Scan the entries below, and for each line that includes the word "tests", make a copy.

- - - - -

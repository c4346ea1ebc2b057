//! In-memory [`PageFetcher`] for tests.

use std::collections::HashMap;
use std::sync::Mutex;

use async_trait::async_trait;
use reqwest::StatusCode;

use crate::error::Result;
use crate::http_client::{encode_form, FetchedPage, PageFetcher, RequestKind};

/// Serves canned pages by URL. Unknown URLs answer 404.
#[derive(Default)]
pub struct FakeFetcher {
    pages: HashMap<String, (u16, String)>,
    posts: HashMap<String, (u16, String)>,
    requests: Mutex<Vec<(String, RequestKind)>>,
    posted: Mutex<Vec<String>>,
}

impl FakeFetcher {
    pub fn new() -> Self {
        Self::default()
    }

    pub fn page(mut self, url: &str, status: u16, body: &str) -> Self {
        self.pages.insert(url.to_string(), (status, body.to_string()));
        self
    }

    pub fn post(mut self, url: &str, status: u16, body: &str) -> Self {
        self.posts.insert(url.to_string(), (status, body.to_string()));
        self
    }

    /// GET requests seen so far.
    pub fn requests(&self) -> Vec<(String, RequestKind)> {
        self.requests.lock().unwrap().clone()
    }

    /// Encoded form bodies posted so far.
    pub fn posted(&self) -> Vec<String> {
        self.posted.lock().unwrap().clone()
    }

    fn respond(table: &HashMap<String, (u16, String)>, url: &str) -> FetchedPage {
        let (status, body) = table.get(url).cloned().unwrap_or((404, String::new()));
        FetchedPage {
            url: url.to_string(),
            status: StatusCode::from_u16(status).unwrap(),
            body,
        }
    }
}

#[async_trait]
impl PageFetcher for FakeFetcher {
    async fn get(&self, url: &str, kind: RequestKind) -> Result<FetchedPage> {
        self.requests.lock().unwrap().push((url.to_string(), kind));
        Ok(Self::respond(&self.pages, url))
    }

    async fn post_form(&self, url: &str, fields: &[(&str, &str)]) -> Result<FetchedPage> {
        self.posted.lock().unwrap().push(encode_form(fields));
        Ok(Self::respond(&self.posts, url))
    }
}
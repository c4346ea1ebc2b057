//! Page fetcher
//!
//! Features:
//! - Cookie jar shared across requests (keeps the login session)
//! - Per-request header profiles: plain document, JSON, or browser XHR
//! - Connect and total timeouts from [`Settings`]
//! - Non-2xx responses returned as data so callers can map 403 themselves

use std::collections::HashMap;

use async_trait::async_trait;
use reqwest::header::{HeaderMap, HeaderValue, ACCEPT, ACCEPT_LANGUAGE, REFERER, USER_AGENT};
use reqwest::{Client, StatusCode};
use tracing::{debug, info, instrument};

use crate::config::Settings;
use crate::error::{DafilmsError, Result};

/// Which header profile to send with a GET.
#[derive(Debug, Clone, PartialEq, Eq)]
pub enum RequestKind {
    /// Regular HTML page.
    Document,
    /// In-page XHR as issued by the site's player script.
    Xhr { referer: String },
}

/// A fetched response body with its final URL and status.
#[derive(Debug, Clone)]
pub struct FetchedPage {
    pub url: String,
    pub status: StatusCode,
    pub body: String,
}

impl FetchedPage {
    pub fn is_success(&self) -> bool {
        self.status.is_success()
    }

    /// Turn a non-2xx response into [`DafilmsError::HttpStatus`].
    pub fn error_for_status(self) -> Result<Self> {
        if self.is_success() {
            Ok(self)
        } else {
            Err(DafilmsError::HttpStatus {
                url: self.url,
                status: self.status,
            })
        }
    }
}

/// Retrieves raw pages from the site.
///
/// Implemented by [`SiteClient`] for real traffic and by in-memory fakes in tests.
#[async_trait]
pub trait PageFetcher: Send + Sync {
    /// GET `url` with the header profile for `kind`.
    async fn get(&self, url: &str, kind: RequestKind) -> Result<FetchedPage>;

    /// POST an urlencoded form.
    async fn post_form(&self, url: &str, fields: &[(&str, &str)]) -> Result<FetchedPage>;

    /// GET and fail on non-2xx.
    async fn get_ok(&self, url: &str, kind: RequestKind) -> Result<FetchedPage> {
        self.get(url, kind).await?.error_for_status()
    }
}

/// reqwest-backed [`PageFetcher`].
pub struct SiteClient {
    client: Client,
    base_url: String,
    browser_user_agent: String,
    accept_language: String,
}

impl SiteClient {
    /// Create a client configured from `settings`.
    pub fn new(settings: &Settings) -> Result<Self> {
        let mut headers = HeaderMap::new();
        headers.insert(
            ACCEPT,
            HeaderValue::from_static("text/html,application/xhtml+xml,application/json;q=0.9,*/*;q=0.8"),
        );

        let client = Client::builder()
            .user_agent(settings.user_agent.clone())
            .default_headers(headers)
            .use_rustls_tls()
            .brotli(true)
            .gzip(true)
            .deflate(true)
            .connect_timeout(settings.connect_timeout())
            .timeout(settings.timeout())
            .redirect(reqwest::redirect::Policy::limited(10))
            .cookie_store(true)
            .build()
            .map_err(|e| DafilmsError::transport(&settings.base_url, e))?;

        Ok(Self {
            client,
            base_url: settings.base_url.clone(),
            browser_user_agent: settings.browser_user_agent.clone(),
            accept_language: settings.accept_language.clone(),
        })
    }

    fn headers_for(&self, kind: &RequestKind) -> HashMap<&'static str, String> {
        let mut headers = HashMap::new();
        match kind {
            RequestKind::Document => {}
            RequestKind::Xhr { referer } => {
                headers.insert("User-Agent", self.browser_user_agent.clone());
                headers.insert("Accept", "*/*".to_string());
                headers.insert("Accept-Language", self.accept_language.clone());
                headers.insert("X-Requested-With", "XMLHttpRequest".to_string());
                headers.insert("Referer", referer.clone());
                headers.insert("Sec-Fetch-Dest", "empty".to_string());
                headers.insert("Sec-Fetch-Mode", "cors".to_string());
                headers.insert("Sec-Fetch-Site", "same-origin".to_string());
            }
        }
        headers
    }

    async fn into_page(url: &str, response: reqwest::Response) -> Result<FetchedPage> {
        let status = response.status();
        let final_url = response.url().to_string();
        info!(status = %status, version = ?response.version(), "Response received");
        let body = response
            .text()
            .await
            .map_err(|e| DafilmsError::transport(url, e))?;
        Ok(FetchedPage {
            url: final_url,
            status,
            body,
        })
    }
}

#[async_trait]
impl PageFetcher for SiteClient {
    #[instrument(skip(self), fields(url = %url))]
    async fn get(&self, url: &str, kind: RequestKind) -> Result<FetchedPage> {
        debug!(?kind, "Fetching");
        let mut request = self.client.get(url);
        for (name, value) in self.headers_for(&kind) {
            request = request.header(name, value);
        }
        let response = request
            .send()
            .await
            .map_err(|e| DafilmsError::transport(url, e))?;
        Self::into_page(url, response).await
    }

    #[instrument(skip(self, fields), fields(url = %url))]
    async fn post_form(&self, url: &str, fields: &[(&str, &str)]) -> Result<FetchedPage> {
        let body = encode_form(fields);
        let response = self
            .client
            .post(url)
            .header(USER_AGENT, &self.browser_user_agent)
            .header(ACCEPT, "text/html,application/xhtml+xml,application/xml;q=0.9,*/*;q=0.8")
            .header(ACCEPT_LANGUAGE, &self.accept_language)
            .header("Content-Type", "application/x-www-form-urlencoded")
            .header("Origin", &self.base_url)
            .header(REFERER, format!("{}/", self.base_url))
            .header("Sec-Fetch-Dest", "document")
            .header("Sec-Fetch-Mode", "navigate")
            .header("Sec-Fetch-Site", "same-origin")
            .body(body)
            .send()
            .await
            .map_err(|e| DafilmsError::transport(url, e))?;
        Self::into_page(url, response).await
    }
}

/// Encode form fields as `application/x-www-form-urlencoded`, keeping field order.
pub fn encode_form(fields: &[(&str, &str)]) -> String {
    fields
        .iter()
        .map(|(k, v)| format!("{}={}", urlencoding::encode(k), urlencoding::encode(v)))
        .collect::<Vec<_>>()
        .join("&")
}

#[cfg(test)]
mod tests {
    use super::*;

    #[test]
    fn encodes_form_in_order() {
        let body = encode_form(&[("email", "a@b.cz"), ("password", "p w"), ("remember_me", "on")]);
        assert_eq!(body, "email=a%40b.cz&password=p%20w&remember_me=on");
    }

    #[test]
    fn xhr_profile_carries_browser_headers() {
        let client = SiteClient::new(&Settings::default()).unwrap();
        let headers = client.headers_for(&RequestKind::Xhr {
            referer: "https://dafilms.cz/film/1".into(),
        });
        assert_eq!(headers["X-Requested-With"], "XMLHttpRequest");
        assert_eq!(headers["Referer"], "https://dafilms.cz/film/1");
        assert!(headers["User-Agent"].contains("Firefox"));
        assert!(client.headers_for(&RequestKind::Document).is_empty());
    }

    #[test]
    fn error_for_status_maps_non_success() {
        let page = FetchedPage {
            url: "https://dafilms.cz/x".into(),
            status: StatusCode::NOT_FOUND,
            body: String::new(),
        };
        let err = page.error_for_status().unwrap_err();
        assert!(matches!(err, DafilmsError::HttpStatus { status, .. } if status == StatusCode::NOT_FOUND));
    }
}
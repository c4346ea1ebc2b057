pub mod catalog;
pub mod login;
pub mod output;
pub mod stream;
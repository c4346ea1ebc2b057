use anyhow::Result;

use dafilms::{FilmService, SiteClient};

pub async fn cmd_login(service: &mut FilmService<SiteClient>) -> Result<()> {
    let user = service
        .settings()
        .username
        .clone()
        .unwrap_or_default();
    service.login().await?;
    println!("✅ Logged in as {user}");
    Ok(())
}
//! Explicit video markup: `<video><source src type></video>` and `<video src>`.

use super::{is_non_media, ExtractionStrategy, PageContext};
use crate::error::Result;
use crate::stream::candidate::{Confidence, StreamCandidate};

pub struct SourceTagStrategy;

impl ExtractionStrategy for SourceTagStrategy {
    fn name(&self) -> &'static str {
        "source-tag"
    }

    fn confidence(&self) -> Confidence {
        Confidence::Direct
    }

    fn extract(&self, page: &PageContext<'_>) -> Result<Vec<StreamCandidate>> {
        let mut found = Vec::new();

        for node in page.document.select("video[src], source[src]")? {
            // <picture><source> and typed image sources are artwork
            if node.is("source") && node.ancestor("picture").is_some() {
                continue;
            }
            let declared = node.attr("type");
            if declared.is_some_and(|t| t.trim_start().starts_with("image/")) {
                continue;
            }

            let Some(raw) = node.attr("src") else { continue };
            let Some(url) = page.absolute_url(raw) else {
                tracing::debug!(src = raw, "Skipping unresolvable source");
                continue;
            };
            if is_non_media(&url) {
                continue;
            }

            let label = node
                .attr("label")
                .or_else(|| node.attr("res"))
                .or_else(|| node.attr("data-quality"))
                .or_else(|| node.attr("title"))
                .map(str::to_string);

            found.push(
                StreamCandidate::new(url, declared, self.confidence(), self.name()).with_label(label),
            );
        }

        Ok(found)
    }
}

- - - - -

_Written response_.
//! In-memory [`PageFetcher`] for tests.
/// Implemented by [`SiteClient`] for real traffic and by in-memory fakes in tests.
mod tests {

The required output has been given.